Procrastination has always been a huge issue in my life. When studying I would wait until the very last minute to start assignments, often missing deadlines as a result and at one point resulting in having to restart a course. I remember the agony and devastation I felt when I considered myself a failure as a result of restarting my course. Fear of failure was one of my worst fears and, ironically, it was this very fear that caused my procrastination. These days I still struggle with procrastination, even although it may not seem obvious to others.
The main shift took place when I started keeping a diary and listing my to do items each day, a habit I got into shortly after beginning therapy. Indeed there were many habits I formed in therapy that, without my knowing it, made procrastination less of an issue in my life. Today I still psychologically resist doing tasks but rather than putting things off for days or even months I now take just a few hours before tackling items on my to do.

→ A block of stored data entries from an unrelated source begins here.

use petal_core::vision::{is_blurry, Classifier, Frame, FrameSource, VisionError};
use petal_store::{CareGuideStore, StoreError, NO_INFO};
use std::path::PathBuf;
use std::time::{Duration, Instant};
use tracing::{debug, warn};

#[derive(Debug, thiserror::Error)]
pub enum SessionError {
    #[error("{0}")]
    Vision(#[from] VisionError),
    #[error("{0}")]
    Store(#[from] StoreError),
}

/// What the shell shows for the current flower.
#[derive(Debug, Clone, PartialEq)]
pub struct Recognition {
    pub label: String,
    /// `None` when the flower was picked by hand from search.
    pub confidence: Option<f32>,
    pub care: Option<String>,
    pub blurry: Option<bool>,
}

impl Recognition {
    pub fn manual(store: &CareGuideStore, name: &str) -> Result<Recognition, StoreError> {
        Ok(Recognition {
            label: name.to_string(),
            confidence: None,
            care: store.lookup(name)?,
            blurry: None,
        })
    }

    pub fn detected_line(&self) -> String {
        match self.confidence {
            Some(confidence) => format!("Detected: {} ({:.2})", self.label, confidence),
            None => format!("Detected: {} (Manual)", self.label),
        }
    }

    pub fn care_line(&self) -> String {
        format!("Care Tips: {}", self.care.as_deref().unwrap_or(NO_INFO))
    }

    pub fn quality_line(&self) -> Option<String> {
        self.blurry.map(quality_line)
    }

    /// Text handed to the speech worker.
    pub fn readout(&self) -> String {
        format!("{}. {}", self.detected_line(), self.care_line())
    }
}

pub fn quality_line(blurry: bool) -> String {
    if blurry {
        "Image Quality: Blurry".to_string()
    } else {
        "Image Quality: OK".to_string()
    }
}

pub fn recognize(
    classifier: &dyn Classifier,
    store: &CareGuideStore,
    blur_threshold: f64,
    frame: &Frame,
) -> Result<Recognition, SessionError> {
    let prediction = classifier.predict(frame)?;
    let blurry = is_blurry(frame, blur_threshold);
    let care = store.lookup(&prediction.label)?;
    Ok(Recognition {
        label: prediction.label,
        confidence: Some(prediction.confidence),
        care,
        blurry: Some(blurry),
    })
}

#[derive(Debug, Clone, PartialEq)]
pub enum Tick {
    /// No frame this tick; keep showing whatever was shown before.
    Idle,
    /// A frame arrived but nothing can classify it.
    Quality(bool),
    Recognized(Recognition),
    Failed(String),
}

/// Limits how often frames are pulled and skips re-classifying the file that
/// was classified last.
#[derive(Debug, Clone)]
pub struct FrameGate {
    interval: Duration,
    last_run: Option<Instant>,
    last_path: Option<PathBuf>,
}

impl FrameGate {
    pub fn new(interval: Duration) -> FrameGate {
        FrameGate {
            interval,
            last_run: None,
            last_path: None,
        }
    }

    /// Forgets the last classified file, so a new source starts fresh.
    pub fn reset(&mut self) {
        self.last_run = None;
        self.last_path = None;
    }

    fn open(&mut self, now: Instant) -> bool {
        let due = self
            .last_run
            .map_or(true, |last| now.saturating_duration_since(last) >= self.interval);
        if due {
            self.last_run = Some(now);
        }
        due
    }

    fn is_repeat(&mut self, frame: &Frame) -> bool {
        match &frame.path {
            Some(path) if self.last_path.as_ref() == Some(path) => true,
            path => {
                self.last_path = path.clone();
                false
            }
        }
    }
}

/// Runs one frame through the pipeline. Collaborator failures come back as
/// `Tick::Failed` so the caller's loop keeps running.
pub fn run_tick(
    source: &mut dyn FrameSource,
    classifier: Option<&dyn Classifier>,
    store: &CareGuideStore,
    blur_threshold: f64,
    gate: &mut FrameGate,
    now: Instant,
) -> Tick {
    if !gate.open(now) {
        return Tick::Idle;
    }
    let frame = match source.next_frame() {
        Ok(Some(frame)) => frame,
        Ok(None) => return Tick::Idle,
        Err(err) => {
            warn!(error = %err, "skipping frame");
            return Tick::Failed(err.to_string());
        }
    };
    if gate.is_repeat(&frame) {
        return Tick::Idle;
    }
    let Some(classifier) = classifier else {
        return Tick::Quality(is_blurry(&frame, blur_threshold));
    };
    match recognize(classifier, store, blur_threshold, &frame) {
        Ok(recognition) => {
            debug!(label = %recognition.label, "recognized frame");
            Tick::Recognized(recognition)
        }
        Err(err) => {
            warn!(error = %err, "recognition failed");
            Tick::Failed(err.to_string())
        }
    }
}
pub const SCHEMA: &str = r#"
CREATE TABLE IF NOT EXISTS flowers (
    name TEXT PRIMARY KEY,
    care TEXT
);
"#;

/// Scalar function registered on every connection and used for all
/// case-insensitive comparisons of flower names.
pub const FOLD_CASE_FN: &str = "fold_case";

In this series I will examine the scientific and psychological research on procrastination and tell you the practical steps you can take to stop procrastinating – highly effective steps that have worked – even for a chronic procrastinator such as me.

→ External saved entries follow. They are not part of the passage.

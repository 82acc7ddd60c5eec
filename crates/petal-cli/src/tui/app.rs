use crate::session::{Recognition, Tick};
use ratatui::widgets::ListState;
use std::time::{Duration, Instant};

#[derive(Debug, Clone, Copy, PartialEq, Eq)]
pub enum ToastLevel {
    Info,
    Error,
}

#[derive(Debug, Clone)]
pub struct Toast {
    pub message: String,
    pub level: ToastLevel,
    pub expires_at: Instant,
}

#[derive(Debug, Clone, Copy, PartialEq, Eq)]
pub enum EditorField {
    Name,
    Care,
}

#[derive(Debug, Clone)]
pub struct FlowerEditorState {
    pub name: String,
    pub care: String,
    pub active: EditorField,
    pub error: Option<String>,
}

impl FlowerEditorState {
    pub fn new(name: String) -> Self {
        let active = if name.is_empty() {
            EditorField::Name
        } else {
            EditorField::Care
        };
        Self {
            name,
            care: String::new(),
            active,
            error: None,
        }
    }

    pub fn active_input(&mut self) -> &mut String {
        match self.active {
            EditorField::Name => &mut self.name,
            EditorField::Care => &mut self.care,
        }
    }

    pub fn next_field(&mut self) {
        self.active = match self.active {
            EditorField::Name => EditorField::Care,
            EditorField::Care => EditorField::Name,
        };
    }
}

#[derive(Debug, Clone, Default)]
pub struct SourcePromptState {
    pub path: String,
    pub error: Option<String>,
}

#[derive(Debug, Clone)]
pub enum Overlay {
    Help,
    AddFlower(FlowerEditorState),
    Source(SourcePromptState),
}

#[derive(Debug)]
pub struct App {
    pub query: String,
    pub results: Vec<String>,
    pub results_state: ListState,
    pub current: Option<Recognition>,
    pub quality: Option<bool>,
    pub source_label: Option<String>,
    pub classifier_ready: bool,
    pub flower_count: usize,
    pub overlay: Option<Overlay>,
    pub toast: Option<Toast>,
    pub dark: bool,
    pub should_quit: bool,
}

impl App {
    pub fn new(dark: bool) -> App {
        App {
            query: String::new(),
            results: Vec::new(),
            results_state: ListState::default(),
            current: None,
            quality: None,
            source_label: None,
            classifier_ready: false,
            flower_count: 0,
            overlay: None,
            toast: None,
            dark,
            should_quit: false,
        }
    }

    pub fn set_results(&mut self, results: Vec<String>) {
        self.results = results;
        if self.results.is_empty() {
            self.results_state.select(None);
        } else {
            self.results_state.select(Some(0));
        }
    }

    pub fn next(&mut self) {
        if self.results.is_empty() {
            return;
        }
        let next = match self.results_state.selected() {
            Some(idx) if idx + 1 < self.results.len() => idx + 1,
            Some(_) => 0,
            None => 0,
        };
        self.results_state.select(Some(next));
    }

    pub fn prev(&mut self) {
        if self.results.is_empty() {
            return;
        }
        let prev = match self.results_state.selected() {
            Some(0) | None => self.results.len() - 1,
            Some(idx) => idx - 1,
        };
        self.results_state.select(Some(prev));
    }

    pub fn selected_result(&self) -> Option<&str> {
        self.results_state
            .selected()
            .and_then(|idx| self.results.get(idx))
            .map(String::as_str)
    }

    /// Folds one tick into the display. Idle and failed ticks leave the last
    /// recognition on screen.
    pub fn apply_tick(&mut self, tick: Tick) {
        match tick {
            Tick::Idle => {}
            Tick::Quality(blurry) => self.quality = Some(blurry),
            Tick::Recognized(recognition) => {
                self.quality = recognition.blurry;
                self.current = Some(recognition);
            }
            Tick::Failed(message) => {
                if self.toast.is_none() {
                    self.push_toast(ToastLevel::Error, message);
                }
            }
        }
    }

    pub fn select_manual(&mut self, recognition: Recognition) {
        self.current = Some(recognition);
    }

    /// Name used for speech and the Wikipedia link.
    pub fn current_name(&self) -> Option<&str> {
        self.current.as_ref().map(|current| current.label.as_str())
    }

    pub fn toggle_theme(&mut self) {
        self.dark = !self.dark;
    }

    pub fn push_toast(&mut self, level: ToastLevel, message: impl Into<String>) {
        self.toast = Some(Toast {
            message: message.into(),
            level,
            expires_at: Instant::now() + Duration::from_secs(3),
        });
    }

    pub fn clear_expired_toast(&mut self) {
        let expired = match &self.toast {
            Some(toast) => Instant::now() >= toast.expires_at,
            None => false,
        };
        if expired {
            self.toast = None;
        }
    }
}

#[cfg(test)]
mod tests {
    use super::*;

    fn recognition(label: &str, blurry: bool) -> Recognition {
        Recognition {
            label: label.to_string(),
            confidence: Some(0.8),
            care: None,
            blurry: Some(blurry),
        }
    }

    #[test]
    fn selection_wraps_in_both_directions() {
        let mut app = App::new(true);
        app.set_results(vec!["Rose".to_string(), "Marigold".to_string()]);
        assert_eq!(app.selected_result(), Some("Rose"));
        app.next();
        assert_eq!(app.selected_result(), Some("Marigold"));
        app.next();
        assert_eq!(app.selected_result(), Some("Rose"));
        app.prev();
        assert_eq!(app.selected_result(), Some("Marigold"));
    }

    #[test]
    fn empty_results_clear_selection() {
        let mut app = App::new(true);
        app.set_results(vec!["Rose".to_string()]);
        app.set_results(Vec::new());
        assert_eq!(app.selected_result(), None);
        app.next();
        assert_eq!(app.selected_result(), None);
    }

    #[test]
    fn idle_and_failed_ticks_keep_last_recognition() {
        let mut app = App::new(true);
        app.apply_tick(Tick::Recognized(recognition("Rose", false)));
        app.apply_tick(Tick::Idle);
        app.apply_tick(Tick::Failed("camera unplugged".to_string()));
        assert_eq!(app.current_name(), Some("Rose"));
        assert_eq!(app.quality, Some(false));
        assert_eq!(
            app.toast.as_ref().map(|toast| toast.level),
            Some(ToastLevel::Error)
        );
    }

    #[test]
    fn editor_starts_on_care_when_name_is_known() {
        let mut editor = FlowerEditorState::new("Rose".to_string());
        assert_eq!(editor.active, EditorField::Care);
        editor.active_input().push_str("Water weekly.");
        editor.next_field();
        assert_eq!(editor.active, EditorField::Name);
        assert_eq!(editor.care, "Water weekly.");
    }
}
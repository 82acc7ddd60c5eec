pub mod schema;
pub mod store;

pub use store::{CareEntry, CareGuideStore, StoreError, ValidationError, NO_INFO};
use glam::DVec3;
use hecs::{Entity, World};

use crate::components::*;
use crate::params::Params;
use crate::resources::*;

/// Racer data captured before resolution
#[derive(Debug, Clone, Copy)]
struct Contact {
    entity: Entity,
    order: u16,             // Players by id, then NPCs by id
    rider_id: Option<u8>,   // None for NPCs
    is_subject: bool,       // Locally simulated player
    position: DVec3,
    crashed: bool,
}

fn overlaps(a: DVec3, b: DVec3) -> bool {
    let d = (b - a).abs();
    d.x < Params::COLLIDE_X && d.y < Params::COLLIDE_Y && d.z < Params::COLLIDE_Z
}

/// Resolve racer-on-racer contact for locally simulated players.
///
/// Each subject tests every other racer in stable order. The trailing racer
/// of a touching pair is knocked down: when that is the subject it is a
/// rear-end, otherwise the other racer is blocked.
pub fn resolve_collisions(world: &mut World, events: &mut Events) {
    let mut contacts: Vec<Contact> = Vec::new();
    for (entity, (racer, rider)) in world.query_mut::<(&Racer, &Rider)>() {
        contacts.push(Contact {
            entity,
            order: rider.id as u16,
            rider_id: Some(rider.id),
            is_subject: rider.is_local(),
            position: racer.position(),
            crashed: racer.is_crashed,
        });
    }
    for (entity, (racer, npc)) in world.query_mut::<(&Racer, &Npc)>() {
        contacts.push(Contact {
            entity,
            order: 256 + npc.id as u16,
            rider_id: None,
            is_subject: false,
            position: racer.position(),
            crashed: racer.is_crashed,
        });
    }
    contacts.sort_by_key(|c| c.order);

    for i in 0..contacts.len() {
        if !contacts[i].is_subject {
            continue;
        }
        for j in 0..contacts.len() {
            let subject = contacts[i];
            if subject.crashed {
                break;
            }
            let other = contacts[j];
            if i == j || other.crashed || !overlaps(subject.position, other.position) {
                continue;
            }

            let dx = other.position.x - subject.position.x;
            if dx > 0.0 {
                if rear_end(world, &subject, events) {
                    contacts[i].crashed = true;
                }
            } else if block(world, &other, subject.rider_id.unwrap_or_default(), events) {
                contacts[j].crashed = true;
            }
        }
    }
}

fn rear_end(world: &mut World, subject: &Contact, events: &mut Events) -> bool {
    let Ok((racer, rider)) = world.query_one_mut::<(&mut Racer, &mut Rider)>(subject.entity) else {
        return false;
    };
    racer.knock_down(Params::REAR_END_TIME);
    rider.register_crash();
    events.push(Cue::Bonk { rider: rider.id });
    events.shake(12.0);
    true
}

fn block(world: &mut World, other: &Contact, by: u8, events: &mut Events) -> bool {
    let Ok(mut racer) = world.get::<&mut Racer>(other.entity) else {
        return false;
    };
    if other.rider_id.is_some() {
        racer.knock_down(Params::BLOCKED_RIDER_TIME);
        drop(racer);
        if let Ok(mut rider) = world.get::<&mut Rider>(other.entity) {
            rider.register_crash();
        }
    } else {
        racer.knock_down(Params::BLOCKED_NPC_TIME);
    }
    events.push(Cue::Blocked { rider: by });
    events.shake(8.0);
    true
}
//! Procedural stage generation.
//!
//! Only the authoritative peer runs this. Output depends solely on the
//! arguments and the injected [`GameRng`], so one seed always yields the
//! same stage.

use crate::components::{Npc, Racer};
use crate::config::Config;
use crate::params::Params;
use crate::resources::{GameRng, Theme};
use crate::track::{Obstacle, ObstacleKind, Track, TrackSegment};

const FIRST_SEGMENT_X: f64 = 1000.0;
const SEGMENT_STEP_MIN: f64 = 400.0;
const SEGMENT_STEP_SPREAD: f64 = 400.0;
const TRACK_OVERRUN: f64 = 2000.0;
const Y_OFFSET_STEP: f64 = 10.0;
const Y_OFFSET_LIMIT: f64 = 20.0;

const FIRST_OBSTACLE_X: f64 = 600.0;
const OBSTACLE_SPACING: f64 = 180.0;
const OBSTACLE_SPACING_PER_STAGE: f64 = 15.0;
const OBSTACLE_SPACING_FLOOR: f64 = 40.0;
const OBSTACLE_JITTER: f64 = 400.0;

const NPC_START_X: f64 = 200.0;
const NPC_START_GAP: f64 = 120.0;
const NPC_START_SPEED: f64 = 3.5;
const NPC_SPEED_PER_STAGE: f64 = 0.3;
const NPC_SPEED_JITTER: f64 = 0.5;

pub const NPC_COLORS: [[u8; 3]; 6] = [
    [0x9c, 0x27, 0xb0],
    [0x00, 0xbc, 0xd4],
    [0xff, 0x98, 0x00],
    [0xe9, 0x1e, 0x63],
    [0xff, 0xeb, 0x3b],
    [0x60, 0x7d, 0x8b],
];

/// NPC component plus its starting kinematics
#[derive(Debug, Clone, Copy, PartialEq)]
pub struct NpcSpawn {
    pub npc: Npc,
    pub racer: Racer,
}

/// Everything the authoritative peer generates for one stage
#[derive(Debug, Clone, PartialEq)]
pub struct StageLayout {
    pub track: Track,
    pub npcs: Vec<NpcSpawn>,
}

/// Build segments, obstacles and the NPC roster for a stage
pub fn generate(
    stage_index: u32,
    theme: Theme,
    world_length: f64,
    config: &Config,
    rng: &mut GameRng,
) -> StageLayout {
    let segments = generate_segments(stage_index, world_length, rng);
    let mut track = Track::new(segments, Vec::new());
    track.obstacles = generate_obstacles(&track, stage_index, theme, world_length, rng);
    let npcs = generate_npcs(&track, stage_index, config, rng);

    log::debug!(
        "Generated stage {} ({:?}): {} segments, {} obstacles, {} npcs",
        stage_index,
        theme,
        track.segments.len(),
        track.obstacles.len(),
        npcs.len()
    );

    StageLayout { track, npcs }
}

fn generate_segments(stage_index: u32, world_length: f64, rng: &mut GameRng) -> Vec<TrackSegment> {
    let mut segments = vec![TrackSegment::full_width()];
    let max_lane = Params::LANE_COUNT - 1;

    // Harder stages deviate from the plain layout more often
    let complexity = 0.3 + stage_index as f64 * 0.1;
    let mut y_offset = 0.0;
    let mut cursor = FIRST_SEGMENT_X;

    while cursor < world_length + TRACK_OVERRUN {
        let roll = rng.unit();
        let step = SEGMENT_STEP_MIN + rng.unit() * SEGMENT_STEP_SPREAD;

        if roll < complexity * 0.5 {
            let lane_count = if stage_index >= 2 { 1 } else { 2 };
            let min_lane = rng.between(0, Params::LANE_COUNT - lane_count);
            segments.push(TrackSegment::new(
                cursor,
                min_lane,
                min_lane + lane_count - 1,
                y_offset,
            ));
        } else if roll < complexity {
            y_offset = (y_offset + Y_OFFSET_STEP * rng.sign() as f64)
                .clamp(-Y_OFFSET_LIMIT, Y_OFFSET_LIMIT);
            segments.push(TrackSegment::new(cursor, 0, max_lane, y_offset));
        } else {
            segments.push(TrackSegment::new(cursor, 0, max_lane, y_offset));
        }

        cursor += step;
    }

    segments
}

fn generate_obstacles(
    track: &Track,
    stage_index: u32,
    theme: Theme,
    world_length: f64,
    rng: &mut GameRng,
) -> Vec<Obstacle> {
    let spacing = (OBSTACLE_SPACING - stage_index as f64 * OBSTACLE_SPACING_PER_STAGE)
        .max(OBSTACLE_SPACING_FLOOR);

    let mut obstacles = Vec::new();
    let mut x = FIRST_OBSTACLE_X;
    while x < world_length {
        let layout = track.layout_at(x);
        let lane = rng.between(layout.min_lane, layout.max_lane);
        let kind = pick_obstacle(theme, rng);
        obstacles.push(Obstacle::new(x, lane, kind));
        x += spacing + rng.unit() * OBSTACLE_JITTER;
    }
    obstacles
}

fn pick_obstacle(theme: Theme, rng: &mut GameRng) -> ObstacleKind {
    match theme {
        Theme::Storm if rng.chance(0.5) => {
            if rng.chance(0.5) {
                ObstacleKind::Water
            } else {
                ObstacleKind::Mud
            }
        }
        Theme::Night if rng.chance(0.6) => ObstacleKind::Hurdle,
        _ => {
            let idx = (rng.unit() * ObstacleKind::ALL.len() as f64) as usize;
            ObstacleKind::ALL[idx.min(ObstacleKind::ALL.len() - 1)]
        }
    }
}

fn generate_npcs(
    track: &Track,
    stage_index: u32,
    config: &Config,
    rng: &mut GameRng,
) -> Vec<NpcSpawn> {
    (0..Params::NPC_COUNT)
        .map(|i| {
            let lane = i % Params::LANE_COUNT;
            let x = NPC_START_X + i as f64 * NPC_START_GAP;
            let y = config.lane_center_y(&track.layout_at(x), lane);

            let mut racer = Racer::new(x, y, lane);
            racer.speed = NPC_START_SPEED;
            let base_speed = NPC_START_SPEED
                + stage_index as f64 * NPC_SPEED_PER_STAGE
                + rng.unit() * NPC_SPEED_JITTER;
            let color = NPC_COLORS[i as usize % NPC_COLORS.len()];

            NpcSpawn {
                npc: Npc::new(i, base_speed, color),
                racer,
            }
        })
        .collect()
}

But what is procrastination exactly? According to Wikipedia
“Procrastination is the avoidance of doing a task that needs to be accomplished. It is the practice of doing more pleasurable things in place of less pleasurable ones, or carrying out less urgent tasks instead of more urgent ones, thus putting off impending tasks to a later time. Sometimes, procrastination takes place until the “last minute” before a deadline. Procrastination can take hold on any aspect of life — putting off cleaning the stove, repairing a leaky roof, seeing a doctor or dentist, submitting a job report or academic assignment or broaching a stressful issue with a partner. Procrastination can lead to feelings of guilt, inadequacy, depression and self-doubt.”